> [TASK INSTRUCTIONS]: Scan the entries and copy each line where the word "SqlValue" is present.

===== RECORDS PROVIDED =====

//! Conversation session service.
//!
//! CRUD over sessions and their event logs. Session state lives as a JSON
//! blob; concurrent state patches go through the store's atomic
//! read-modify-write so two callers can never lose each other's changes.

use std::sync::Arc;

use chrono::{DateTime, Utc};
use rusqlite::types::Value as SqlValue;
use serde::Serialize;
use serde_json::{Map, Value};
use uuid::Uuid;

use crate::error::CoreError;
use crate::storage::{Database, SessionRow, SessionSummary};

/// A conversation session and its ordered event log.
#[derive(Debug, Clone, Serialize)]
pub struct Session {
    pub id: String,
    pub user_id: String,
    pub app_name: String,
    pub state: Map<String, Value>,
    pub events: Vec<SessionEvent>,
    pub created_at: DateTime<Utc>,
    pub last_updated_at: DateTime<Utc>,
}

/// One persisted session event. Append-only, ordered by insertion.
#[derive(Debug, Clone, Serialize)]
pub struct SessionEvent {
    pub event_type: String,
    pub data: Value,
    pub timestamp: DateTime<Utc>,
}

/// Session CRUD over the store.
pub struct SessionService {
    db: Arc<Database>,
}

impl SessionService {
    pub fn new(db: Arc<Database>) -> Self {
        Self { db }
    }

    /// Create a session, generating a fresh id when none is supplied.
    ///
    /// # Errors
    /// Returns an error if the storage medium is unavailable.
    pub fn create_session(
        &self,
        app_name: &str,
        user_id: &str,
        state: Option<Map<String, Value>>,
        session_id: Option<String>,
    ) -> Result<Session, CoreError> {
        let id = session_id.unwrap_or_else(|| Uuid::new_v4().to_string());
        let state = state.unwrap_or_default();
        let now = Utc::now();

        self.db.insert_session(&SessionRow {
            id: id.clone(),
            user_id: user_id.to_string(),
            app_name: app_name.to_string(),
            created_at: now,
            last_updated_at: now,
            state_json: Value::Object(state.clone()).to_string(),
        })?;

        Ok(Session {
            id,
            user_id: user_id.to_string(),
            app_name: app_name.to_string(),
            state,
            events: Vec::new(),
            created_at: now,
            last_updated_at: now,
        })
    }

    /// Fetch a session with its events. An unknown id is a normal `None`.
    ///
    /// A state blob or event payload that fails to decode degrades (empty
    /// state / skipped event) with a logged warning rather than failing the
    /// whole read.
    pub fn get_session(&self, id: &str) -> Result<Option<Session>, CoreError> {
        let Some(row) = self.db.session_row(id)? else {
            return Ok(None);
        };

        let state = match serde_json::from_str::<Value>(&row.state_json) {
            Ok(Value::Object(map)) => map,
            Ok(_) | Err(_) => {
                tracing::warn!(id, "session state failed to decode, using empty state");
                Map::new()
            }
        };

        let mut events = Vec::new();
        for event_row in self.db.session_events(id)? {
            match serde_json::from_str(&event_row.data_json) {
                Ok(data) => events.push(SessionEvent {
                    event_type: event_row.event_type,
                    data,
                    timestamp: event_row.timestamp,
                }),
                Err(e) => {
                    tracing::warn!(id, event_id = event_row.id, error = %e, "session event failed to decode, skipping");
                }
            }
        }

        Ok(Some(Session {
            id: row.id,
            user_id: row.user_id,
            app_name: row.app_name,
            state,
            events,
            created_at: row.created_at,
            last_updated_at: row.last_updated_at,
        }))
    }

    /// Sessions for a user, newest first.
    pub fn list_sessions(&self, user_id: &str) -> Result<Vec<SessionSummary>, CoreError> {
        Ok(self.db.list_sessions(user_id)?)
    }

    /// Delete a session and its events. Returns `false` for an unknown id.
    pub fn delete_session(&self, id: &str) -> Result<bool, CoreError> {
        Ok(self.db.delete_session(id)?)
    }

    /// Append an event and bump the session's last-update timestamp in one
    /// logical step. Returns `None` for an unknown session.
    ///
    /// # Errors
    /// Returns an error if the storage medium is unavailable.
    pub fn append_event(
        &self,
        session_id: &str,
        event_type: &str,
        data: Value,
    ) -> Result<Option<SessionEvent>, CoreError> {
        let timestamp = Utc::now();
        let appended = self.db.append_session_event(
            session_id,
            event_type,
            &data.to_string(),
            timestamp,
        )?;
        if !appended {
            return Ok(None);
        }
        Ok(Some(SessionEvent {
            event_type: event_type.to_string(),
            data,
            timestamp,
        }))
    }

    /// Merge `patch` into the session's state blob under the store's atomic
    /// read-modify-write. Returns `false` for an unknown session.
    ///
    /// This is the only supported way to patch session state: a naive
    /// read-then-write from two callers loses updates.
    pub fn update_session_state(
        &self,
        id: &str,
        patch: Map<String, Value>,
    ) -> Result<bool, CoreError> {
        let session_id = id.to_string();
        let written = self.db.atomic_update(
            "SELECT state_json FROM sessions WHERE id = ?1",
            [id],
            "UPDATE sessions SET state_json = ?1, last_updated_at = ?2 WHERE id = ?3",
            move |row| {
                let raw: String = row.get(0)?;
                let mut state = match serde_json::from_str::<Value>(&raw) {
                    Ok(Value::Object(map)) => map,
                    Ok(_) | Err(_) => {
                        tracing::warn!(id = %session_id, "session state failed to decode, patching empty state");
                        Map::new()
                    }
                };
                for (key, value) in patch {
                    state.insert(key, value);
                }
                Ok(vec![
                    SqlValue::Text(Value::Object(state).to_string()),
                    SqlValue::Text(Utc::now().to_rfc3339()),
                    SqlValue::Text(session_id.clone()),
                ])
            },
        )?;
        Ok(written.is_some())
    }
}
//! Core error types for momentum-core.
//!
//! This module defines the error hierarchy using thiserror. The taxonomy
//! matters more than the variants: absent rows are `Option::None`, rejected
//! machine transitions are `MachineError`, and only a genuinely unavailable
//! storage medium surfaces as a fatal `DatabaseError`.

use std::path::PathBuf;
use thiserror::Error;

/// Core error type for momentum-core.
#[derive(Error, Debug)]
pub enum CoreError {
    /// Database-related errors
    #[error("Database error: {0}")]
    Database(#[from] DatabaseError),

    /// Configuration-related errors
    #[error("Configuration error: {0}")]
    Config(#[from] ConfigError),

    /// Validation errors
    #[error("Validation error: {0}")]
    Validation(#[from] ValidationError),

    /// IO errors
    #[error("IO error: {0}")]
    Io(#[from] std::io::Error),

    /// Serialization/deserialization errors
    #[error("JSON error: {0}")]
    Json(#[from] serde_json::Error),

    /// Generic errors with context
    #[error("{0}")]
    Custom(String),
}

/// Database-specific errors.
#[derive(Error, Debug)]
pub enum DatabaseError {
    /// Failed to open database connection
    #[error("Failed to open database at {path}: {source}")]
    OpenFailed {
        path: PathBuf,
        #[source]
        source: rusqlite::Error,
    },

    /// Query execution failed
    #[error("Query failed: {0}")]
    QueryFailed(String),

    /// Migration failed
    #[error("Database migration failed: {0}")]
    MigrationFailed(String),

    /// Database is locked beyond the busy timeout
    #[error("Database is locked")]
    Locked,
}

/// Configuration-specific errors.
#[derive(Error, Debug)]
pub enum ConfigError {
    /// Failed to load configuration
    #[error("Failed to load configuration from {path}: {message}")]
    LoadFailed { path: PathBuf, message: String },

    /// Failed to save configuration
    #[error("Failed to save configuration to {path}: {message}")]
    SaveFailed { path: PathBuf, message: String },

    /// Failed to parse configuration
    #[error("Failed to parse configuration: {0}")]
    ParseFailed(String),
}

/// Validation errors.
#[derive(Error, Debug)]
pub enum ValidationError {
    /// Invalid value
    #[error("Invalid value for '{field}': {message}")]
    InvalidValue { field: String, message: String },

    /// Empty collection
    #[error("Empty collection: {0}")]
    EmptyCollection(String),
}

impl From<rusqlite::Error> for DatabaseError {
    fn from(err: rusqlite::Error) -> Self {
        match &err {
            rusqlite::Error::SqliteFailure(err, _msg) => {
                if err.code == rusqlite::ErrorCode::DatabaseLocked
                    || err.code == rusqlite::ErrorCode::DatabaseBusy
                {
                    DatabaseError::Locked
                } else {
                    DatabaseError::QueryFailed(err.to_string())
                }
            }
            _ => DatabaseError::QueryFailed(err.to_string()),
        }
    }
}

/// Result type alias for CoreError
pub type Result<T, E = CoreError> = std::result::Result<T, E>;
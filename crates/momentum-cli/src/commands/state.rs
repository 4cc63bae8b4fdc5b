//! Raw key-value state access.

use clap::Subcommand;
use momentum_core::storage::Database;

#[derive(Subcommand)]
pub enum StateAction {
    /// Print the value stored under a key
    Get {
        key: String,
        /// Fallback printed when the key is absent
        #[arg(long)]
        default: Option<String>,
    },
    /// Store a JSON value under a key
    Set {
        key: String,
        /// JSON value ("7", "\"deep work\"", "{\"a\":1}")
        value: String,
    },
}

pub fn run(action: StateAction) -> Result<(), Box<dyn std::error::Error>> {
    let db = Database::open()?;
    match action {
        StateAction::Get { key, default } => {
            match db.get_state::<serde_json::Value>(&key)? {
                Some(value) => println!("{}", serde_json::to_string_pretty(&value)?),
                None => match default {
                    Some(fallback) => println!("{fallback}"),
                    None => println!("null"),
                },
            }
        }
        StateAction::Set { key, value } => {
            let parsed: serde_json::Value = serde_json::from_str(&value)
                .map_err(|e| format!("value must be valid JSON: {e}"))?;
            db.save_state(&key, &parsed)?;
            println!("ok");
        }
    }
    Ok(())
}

=====

> [ANSWER SECTION]:
use rusqlite::types::Value as SqlValue;
                    SqlValue::Text(Value::Object(state).to_string()),
                    SqlValue::Text(Utc::now().to_rfc3339()),
                    SqlValue::Text(session_id.clone()),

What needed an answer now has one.